** Opening DATA block **
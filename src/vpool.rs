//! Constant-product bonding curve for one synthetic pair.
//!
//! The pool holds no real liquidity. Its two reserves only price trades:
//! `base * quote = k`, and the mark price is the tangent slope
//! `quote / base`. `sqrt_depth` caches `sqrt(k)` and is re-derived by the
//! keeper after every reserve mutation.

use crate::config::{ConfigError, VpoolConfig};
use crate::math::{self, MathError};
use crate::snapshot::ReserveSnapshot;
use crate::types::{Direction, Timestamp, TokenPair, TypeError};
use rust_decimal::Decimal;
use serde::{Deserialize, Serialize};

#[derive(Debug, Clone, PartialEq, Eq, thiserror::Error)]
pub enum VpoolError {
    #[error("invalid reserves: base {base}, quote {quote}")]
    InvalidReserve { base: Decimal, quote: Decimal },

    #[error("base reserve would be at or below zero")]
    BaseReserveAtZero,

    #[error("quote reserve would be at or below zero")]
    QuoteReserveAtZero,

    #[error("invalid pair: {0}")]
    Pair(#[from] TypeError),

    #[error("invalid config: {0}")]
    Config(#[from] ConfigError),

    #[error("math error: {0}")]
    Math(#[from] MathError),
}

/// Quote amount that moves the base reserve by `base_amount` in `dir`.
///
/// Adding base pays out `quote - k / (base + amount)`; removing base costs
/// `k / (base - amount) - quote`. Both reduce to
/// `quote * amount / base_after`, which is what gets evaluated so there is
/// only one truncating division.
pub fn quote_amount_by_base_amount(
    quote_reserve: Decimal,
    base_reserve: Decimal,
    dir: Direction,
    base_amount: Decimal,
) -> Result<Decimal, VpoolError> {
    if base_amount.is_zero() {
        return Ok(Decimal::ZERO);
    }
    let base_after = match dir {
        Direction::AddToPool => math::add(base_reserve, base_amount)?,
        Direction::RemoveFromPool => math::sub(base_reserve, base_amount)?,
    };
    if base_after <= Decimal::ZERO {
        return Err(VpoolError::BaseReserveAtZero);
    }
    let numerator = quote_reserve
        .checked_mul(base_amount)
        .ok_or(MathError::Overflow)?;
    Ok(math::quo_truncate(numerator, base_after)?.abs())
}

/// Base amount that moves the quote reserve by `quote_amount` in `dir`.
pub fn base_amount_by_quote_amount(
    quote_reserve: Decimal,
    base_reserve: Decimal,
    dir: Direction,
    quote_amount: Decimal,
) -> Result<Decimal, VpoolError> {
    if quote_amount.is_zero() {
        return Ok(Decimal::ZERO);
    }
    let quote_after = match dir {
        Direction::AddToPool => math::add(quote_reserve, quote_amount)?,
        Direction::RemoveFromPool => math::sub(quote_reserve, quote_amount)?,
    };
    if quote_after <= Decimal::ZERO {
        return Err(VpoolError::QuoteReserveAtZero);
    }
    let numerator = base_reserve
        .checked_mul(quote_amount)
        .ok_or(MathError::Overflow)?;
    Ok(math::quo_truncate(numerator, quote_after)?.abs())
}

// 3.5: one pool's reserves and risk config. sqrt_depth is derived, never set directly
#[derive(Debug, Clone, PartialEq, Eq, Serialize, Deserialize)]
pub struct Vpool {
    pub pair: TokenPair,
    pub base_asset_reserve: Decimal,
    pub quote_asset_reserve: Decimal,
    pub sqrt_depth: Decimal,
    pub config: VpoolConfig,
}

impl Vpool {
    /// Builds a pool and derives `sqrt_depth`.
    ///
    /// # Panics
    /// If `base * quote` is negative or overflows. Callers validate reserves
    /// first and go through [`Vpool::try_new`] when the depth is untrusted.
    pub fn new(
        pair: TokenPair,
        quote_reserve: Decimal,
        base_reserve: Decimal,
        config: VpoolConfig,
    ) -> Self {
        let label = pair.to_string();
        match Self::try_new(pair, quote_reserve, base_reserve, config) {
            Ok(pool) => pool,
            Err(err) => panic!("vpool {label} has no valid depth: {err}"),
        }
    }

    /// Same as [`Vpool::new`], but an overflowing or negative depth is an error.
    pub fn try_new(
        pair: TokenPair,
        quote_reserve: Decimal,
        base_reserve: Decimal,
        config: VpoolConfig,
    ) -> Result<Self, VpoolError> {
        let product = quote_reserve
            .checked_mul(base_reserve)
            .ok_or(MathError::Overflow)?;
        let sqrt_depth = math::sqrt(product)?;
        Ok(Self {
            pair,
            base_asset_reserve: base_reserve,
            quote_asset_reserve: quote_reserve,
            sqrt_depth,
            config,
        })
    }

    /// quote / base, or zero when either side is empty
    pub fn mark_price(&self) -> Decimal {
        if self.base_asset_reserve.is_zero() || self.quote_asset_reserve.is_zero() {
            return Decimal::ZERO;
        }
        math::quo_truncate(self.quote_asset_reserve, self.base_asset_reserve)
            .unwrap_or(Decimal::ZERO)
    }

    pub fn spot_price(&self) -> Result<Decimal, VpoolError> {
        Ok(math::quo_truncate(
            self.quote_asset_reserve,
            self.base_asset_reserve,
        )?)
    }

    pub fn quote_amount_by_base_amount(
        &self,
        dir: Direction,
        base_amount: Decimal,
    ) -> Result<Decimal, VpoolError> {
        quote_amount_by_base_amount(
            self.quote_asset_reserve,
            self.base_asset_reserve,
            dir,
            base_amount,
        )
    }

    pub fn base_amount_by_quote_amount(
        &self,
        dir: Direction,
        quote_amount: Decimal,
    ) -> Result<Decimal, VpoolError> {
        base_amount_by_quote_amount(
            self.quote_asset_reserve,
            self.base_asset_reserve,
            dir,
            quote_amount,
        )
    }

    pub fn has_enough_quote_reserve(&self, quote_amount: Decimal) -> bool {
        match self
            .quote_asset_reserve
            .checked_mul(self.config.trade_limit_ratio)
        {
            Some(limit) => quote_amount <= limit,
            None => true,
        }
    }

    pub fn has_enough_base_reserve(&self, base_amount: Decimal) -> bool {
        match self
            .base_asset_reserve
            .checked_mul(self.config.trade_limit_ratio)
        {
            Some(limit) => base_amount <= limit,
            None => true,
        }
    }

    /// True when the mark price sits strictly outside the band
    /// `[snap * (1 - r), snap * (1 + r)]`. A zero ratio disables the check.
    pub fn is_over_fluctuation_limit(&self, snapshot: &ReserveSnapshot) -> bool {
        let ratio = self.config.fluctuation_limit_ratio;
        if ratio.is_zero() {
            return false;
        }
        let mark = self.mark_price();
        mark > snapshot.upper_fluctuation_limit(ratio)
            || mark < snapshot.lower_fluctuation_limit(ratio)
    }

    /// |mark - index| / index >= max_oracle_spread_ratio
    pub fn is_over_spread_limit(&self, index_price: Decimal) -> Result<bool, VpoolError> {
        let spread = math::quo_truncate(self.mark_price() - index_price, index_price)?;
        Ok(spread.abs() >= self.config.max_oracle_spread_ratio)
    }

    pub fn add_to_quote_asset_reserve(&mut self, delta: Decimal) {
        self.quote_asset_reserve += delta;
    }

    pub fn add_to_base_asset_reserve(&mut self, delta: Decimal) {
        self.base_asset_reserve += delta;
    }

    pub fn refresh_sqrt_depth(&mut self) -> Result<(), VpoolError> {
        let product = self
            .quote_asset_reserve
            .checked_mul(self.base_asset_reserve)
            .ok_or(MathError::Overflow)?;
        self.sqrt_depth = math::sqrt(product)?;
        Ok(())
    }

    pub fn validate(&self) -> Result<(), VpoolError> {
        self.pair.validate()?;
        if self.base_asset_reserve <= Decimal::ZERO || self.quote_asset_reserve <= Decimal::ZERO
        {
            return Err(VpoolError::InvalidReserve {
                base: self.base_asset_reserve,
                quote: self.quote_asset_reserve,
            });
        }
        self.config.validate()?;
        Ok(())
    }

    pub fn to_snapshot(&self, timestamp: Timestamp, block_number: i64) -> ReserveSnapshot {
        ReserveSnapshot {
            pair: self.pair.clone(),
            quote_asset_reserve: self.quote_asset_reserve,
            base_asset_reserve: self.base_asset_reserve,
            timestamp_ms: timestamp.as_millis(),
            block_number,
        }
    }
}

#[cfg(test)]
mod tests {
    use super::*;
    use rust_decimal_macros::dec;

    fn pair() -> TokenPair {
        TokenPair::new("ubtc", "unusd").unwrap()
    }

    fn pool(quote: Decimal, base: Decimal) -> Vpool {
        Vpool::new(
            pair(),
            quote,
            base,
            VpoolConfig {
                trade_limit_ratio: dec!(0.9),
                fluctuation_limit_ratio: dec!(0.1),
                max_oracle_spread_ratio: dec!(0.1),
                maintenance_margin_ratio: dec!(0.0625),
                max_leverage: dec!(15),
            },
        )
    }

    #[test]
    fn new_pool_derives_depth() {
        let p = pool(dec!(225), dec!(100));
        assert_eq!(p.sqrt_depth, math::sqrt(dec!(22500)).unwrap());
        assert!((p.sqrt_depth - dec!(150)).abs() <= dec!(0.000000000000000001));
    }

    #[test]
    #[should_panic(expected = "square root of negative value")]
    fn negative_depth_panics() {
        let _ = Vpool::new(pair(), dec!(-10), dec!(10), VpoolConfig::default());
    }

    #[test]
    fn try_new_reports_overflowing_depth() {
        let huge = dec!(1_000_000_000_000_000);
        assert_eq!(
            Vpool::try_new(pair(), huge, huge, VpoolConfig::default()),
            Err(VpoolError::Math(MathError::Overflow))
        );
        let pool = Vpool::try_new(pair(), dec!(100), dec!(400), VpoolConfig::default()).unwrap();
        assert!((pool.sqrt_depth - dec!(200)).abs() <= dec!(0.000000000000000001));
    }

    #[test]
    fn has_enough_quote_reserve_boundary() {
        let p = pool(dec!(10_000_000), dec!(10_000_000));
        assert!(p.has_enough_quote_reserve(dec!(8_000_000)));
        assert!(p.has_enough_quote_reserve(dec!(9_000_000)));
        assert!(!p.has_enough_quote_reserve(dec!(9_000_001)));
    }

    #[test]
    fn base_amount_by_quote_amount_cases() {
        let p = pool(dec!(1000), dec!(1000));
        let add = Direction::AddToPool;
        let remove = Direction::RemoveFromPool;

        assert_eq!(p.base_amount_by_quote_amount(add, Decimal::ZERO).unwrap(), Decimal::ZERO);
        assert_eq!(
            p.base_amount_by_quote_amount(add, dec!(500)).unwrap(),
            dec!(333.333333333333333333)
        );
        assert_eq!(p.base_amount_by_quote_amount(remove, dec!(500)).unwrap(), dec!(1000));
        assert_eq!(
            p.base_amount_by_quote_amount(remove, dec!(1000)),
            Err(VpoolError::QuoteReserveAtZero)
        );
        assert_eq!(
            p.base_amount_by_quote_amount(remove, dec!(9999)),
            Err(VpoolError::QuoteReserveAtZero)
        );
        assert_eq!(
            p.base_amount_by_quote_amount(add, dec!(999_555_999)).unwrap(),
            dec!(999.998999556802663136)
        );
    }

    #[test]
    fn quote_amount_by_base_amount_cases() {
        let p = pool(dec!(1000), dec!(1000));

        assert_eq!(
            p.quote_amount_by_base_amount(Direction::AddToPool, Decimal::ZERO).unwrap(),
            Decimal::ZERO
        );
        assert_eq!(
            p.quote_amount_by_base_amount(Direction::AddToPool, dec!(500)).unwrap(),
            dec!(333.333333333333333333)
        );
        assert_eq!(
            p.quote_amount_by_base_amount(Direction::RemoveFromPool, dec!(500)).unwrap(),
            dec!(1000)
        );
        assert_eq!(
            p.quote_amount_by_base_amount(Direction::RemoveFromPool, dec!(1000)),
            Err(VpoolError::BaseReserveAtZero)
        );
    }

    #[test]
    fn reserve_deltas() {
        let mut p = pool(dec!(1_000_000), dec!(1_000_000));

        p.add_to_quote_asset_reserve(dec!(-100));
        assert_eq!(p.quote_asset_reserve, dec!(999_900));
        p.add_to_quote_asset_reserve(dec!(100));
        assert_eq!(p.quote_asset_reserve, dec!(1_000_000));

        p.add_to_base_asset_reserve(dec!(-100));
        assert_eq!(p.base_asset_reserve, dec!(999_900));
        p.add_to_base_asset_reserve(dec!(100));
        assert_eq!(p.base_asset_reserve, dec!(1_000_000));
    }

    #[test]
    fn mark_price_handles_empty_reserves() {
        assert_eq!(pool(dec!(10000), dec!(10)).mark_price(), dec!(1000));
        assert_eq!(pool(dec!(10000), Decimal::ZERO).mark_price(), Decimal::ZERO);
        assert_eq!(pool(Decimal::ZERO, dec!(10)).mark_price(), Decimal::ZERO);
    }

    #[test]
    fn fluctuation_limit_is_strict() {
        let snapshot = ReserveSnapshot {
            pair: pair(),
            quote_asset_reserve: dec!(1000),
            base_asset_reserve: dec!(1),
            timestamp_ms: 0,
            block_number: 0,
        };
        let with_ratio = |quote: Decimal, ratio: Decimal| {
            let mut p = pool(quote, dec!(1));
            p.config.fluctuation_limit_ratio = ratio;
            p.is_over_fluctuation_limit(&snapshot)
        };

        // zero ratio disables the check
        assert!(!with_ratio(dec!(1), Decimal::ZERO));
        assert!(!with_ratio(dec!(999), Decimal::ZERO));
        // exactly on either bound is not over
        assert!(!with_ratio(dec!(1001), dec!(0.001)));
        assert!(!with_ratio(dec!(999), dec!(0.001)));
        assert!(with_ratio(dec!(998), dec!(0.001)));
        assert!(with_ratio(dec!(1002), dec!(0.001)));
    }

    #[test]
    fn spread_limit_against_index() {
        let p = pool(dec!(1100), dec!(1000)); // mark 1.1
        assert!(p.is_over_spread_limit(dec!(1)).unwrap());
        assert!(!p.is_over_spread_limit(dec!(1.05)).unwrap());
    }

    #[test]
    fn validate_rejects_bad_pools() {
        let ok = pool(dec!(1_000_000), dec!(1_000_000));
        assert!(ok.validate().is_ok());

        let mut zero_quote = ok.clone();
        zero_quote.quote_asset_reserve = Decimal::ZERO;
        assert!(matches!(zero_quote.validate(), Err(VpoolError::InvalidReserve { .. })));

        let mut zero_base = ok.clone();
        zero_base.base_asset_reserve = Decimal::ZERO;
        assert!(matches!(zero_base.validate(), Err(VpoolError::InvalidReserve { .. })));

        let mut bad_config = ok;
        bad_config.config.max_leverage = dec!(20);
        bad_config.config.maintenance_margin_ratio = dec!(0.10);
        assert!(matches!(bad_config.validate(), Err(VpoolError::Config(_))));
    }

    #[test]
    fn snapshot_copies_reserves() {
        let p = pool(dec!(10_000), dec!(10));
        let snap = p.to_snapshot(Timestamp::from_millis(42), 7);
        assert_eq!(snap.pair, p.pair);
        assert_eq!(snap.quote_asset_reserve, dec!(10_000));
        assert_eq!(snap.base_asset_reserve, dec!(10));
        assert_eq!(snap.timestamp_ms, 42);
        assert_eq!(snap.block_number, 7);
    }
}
** Closing DATA block **
● EXERCISE AIM
From the entries above, restate word for word the lines from the line containing "let label = pair.to_string();" to the line containing "return Decimal::ZERO;", both ends included, and nothing more.

● EXPECTED ANSWER
        let label = pair.to_string();
        match Self::try_new(pair, quote_reserve, base_reserve, config) {
            Ok(pool) => pool,
            Err(err) => panic!("vpool {label} has no valid depth: {err}"),
        }
    }

    /// Same as [`Vpool::new`], but an overflowing or negative depth is an error.
    pub fn try_new(
        pair: TokenPair,
        quote_reserve: Decimal,
        base_reserve: Decimal,
        config: VpoolConfig,
    ) -> Result<Self, VpoolError> {
        let product = quote_reserve
            .checked_mul(base_reserve)
            .ok_or(MathError::Overflow)?;
        let sqrt_depth = math::sqrt(product)?;
        Ok(Self {
            pair,
            base_asset_reserve: base_reserve,
            quote_asset_reserve: quote_reserve,
            sqrt_depth,
            config,
        })
    }

    /// quote / base, or zero when either side is empty
    pub fn mark_price(&self) -> Decimal {
        if self.base_asset_reserve.is_zero() || self.quote_asset_reserve.is_zero() {
            return Decimal::ZERO;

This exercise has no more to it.